*Supplied records*:
__________________________________________________

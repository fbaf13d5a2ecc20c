pub mod fulfillments;
pub mod ops;
pub mod webhook;
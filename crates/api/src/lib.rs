//! HTTP API server for purchase fulfillment.
//!
//! Receives Stripe checkout webhooks and fulfills them idempotently, with
//! structured logging (tracing) and Prometheus metrics.

pub mod config;
pub mod error;
pub mod routes;
pub mod signature;
pub mod state;

use std::sync::Arc;

use axum::Router;
use axum::routing::{get, post};
use fulfillment::{
    EmailSender, InMemoryEmailSender, InMemoryLineItemProvider, LineItemProvider,
    ResendEmailSender, StripeLineItemProvider,
};
use metrics_exporter_prometheus::PrometheusHandle;
use tower_http::cors::{Any, CorsLayer};
use tower_http::trace::TraceLayer;

use config::Config;
pub use state::{AppState, AppStore};

/// Creates the Axum application router with all routes and shared state.
pub fn create_app<S: AppStore>(
    state: Arc<AppState<S>>,
    metrics_handle: PrometheusHandle,
) -> Router {
    let metrics_router = Router::new()
        .route("/metrics", get(routes::ops::metrics))
        .with_state(metrics_handle);

    Router::new()
        .route("/health", get(routes::ops::health))
        .route("/webhooks/stripe", post(routes::webhook::receive::<S>))
        .route(
            "/fulfillments/{session_id}",
            get(routes::fulfillments::get::<S>),
        )
        .with_state(state)
        .merge(metrics_router)
        .layer(
            CorsLayer::new()
                .allow_origin(Any)
                .allow_methods(Any)
                .allow_headers(Any),
        )
        .layer(TraceLayer::new_for_http())
}

/// Creates the application state, choosing production collaborators where
/// the configuration provides credentials and in-memory ones otherwise.
pub fn create_default_state<S: AppStore>(store: S, config: &Config) -> Arc<AppState<S>> {
    let line_items: Arc<dyn LineItemProvider> = match &config.stripe_secret_key {
        Some(key) => Arc::new(StripeLineItemProvider::new(key.clone())),
        None => {
            tracing::warn!("STRIPE_SECRET_KEY not set, using in-memory line item provider");
            Arc::new(InMemoryLineItemProvider::new())
        }
    };

    let email: Arc<dyn EmailSender> = match (&config.resend_api_key, &config.email_from) {
        (Some(key), Some(from)) => Arc::new(ResendEmailSender::new(key.clone(), from.clone())),
        _ => {
            tracing::warn!("RESEND_API_KEY or EMAIL_FROM not set, confirmations are only logged");
            Arc::new(InMemoryEmailSender::new())
        }
    };

    if config.stripe_webhook_secret.is_none() {
        tracing::warn!("STRIPE_WEBHOOK_SECRET not set, webhooks will be rejected");
    }

    Arc::new(AppState::new(
        store,
        line_items,
        email,
        config.stripe_webhook_secret.clone(),
    ))
}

__________________________________________________

*Exercise*: Every record must appear in the answer exactly as it does above.

*Response area*:
repository fbaf13d5a2ecc20c
pub mod fulfillments;
pub mod ops;
pub mod webhook;
filename crates/api/src/lib.rs
//! HTTP API server for purchase fulfillment.
//!
//! Receives Stripe checkout webhooks and fulfills them idempotently, with
//! structured logging (tracing) and Prometheus metrics.

pub mod config;
pub mod error;
pub mod routes;
pub mod signature;
pub mod state;

use std::sync::Arc;

use axum::Router;
use axum::routing::{get, post};
use fulfillment::{
    EmailSender, InMemoryEmailSender, InMemoryLineItemProvider, LineItemProvider,
    ResendEmailSender, StripeLineItemProvider,
};
use metrics_exporter_prometheus::PrometheusHandle;
use tower_http::cors::{Any, CorsLayer};
use tower_http::trace::TraceLayer;

use config::Config;
pub use state::{AppState, AppStore};

/// Creates the Axum application router with all routes and shared state.
pub fn create_app<S: AppStore>(
    state: Arc<AppState<S>>,
    metrics_handle: PrometheusHandle,
) -> Router {
    let metrics_router = Router::new()
        .route("/metrics", get(routes::ops::metrics))
        .with_state(metrics_handle);

    Router::new()
        .route("/health", get(routes::ops::health))
        .route("/webhooks/stripe", post(routes::webhook::receive::<S>))
        .route(
            "/fulfillments/{session_id}",
            get(routes::fulfillments::get::<S>),
        )
        .with_state(state)
        .merge(metrics_router)
        .layer(
            CorsLayer::new()
                .allow_origin(Any)
                .allow_methods(Any)
                .allow_headers(Any),
        )
        .layer(TraceLayer::new_for_http())
}

/// Creates the application state, choosing production collaborators where
/// the configuration provides credentials and in-memory ones otherwise.
pub fn create_default_state<S: AppStore>(store: S, config: &Config) -> Arc<AppState<S>> {
    let line_items: Arc<dyn LineItemProvider> = match &config.stripe_secret_key {
        Some(key) => Arc::new(StripeLineItemProvider::new(key.clone())),
        None => {
            tracing::warn!("STRIPE_SECRET_KEY not set, using in-memory line item provider");
            Arc::new(InMemoryLineItemProvider::new())
        }
    };

    let email: Arc<dyn EmailSender> = match (&config.resend_api_key, &config.email_from) {
        (Some(key), Some(from)) => Arc::new(ResendEmailSender::new(key.clone(), from.clone())),
        _ => {
            tracing::warn!("RESEND_API_KEY or EMAIL_FROM not set, confirmations are only logged");
            Arc::new(InMemoryEmailSender::new())
        }
    };

    if config.stripe_webhook_secret.is_none() {
        tracing::warn!("STRIPE_WEBHOOK_SECRET not set, webhooks will be rejected");
    }

    Arc::new(AppState::new(
        store,
        line_items,
        email,
        config.stripe_webhook_secret.clone(),
    ))
}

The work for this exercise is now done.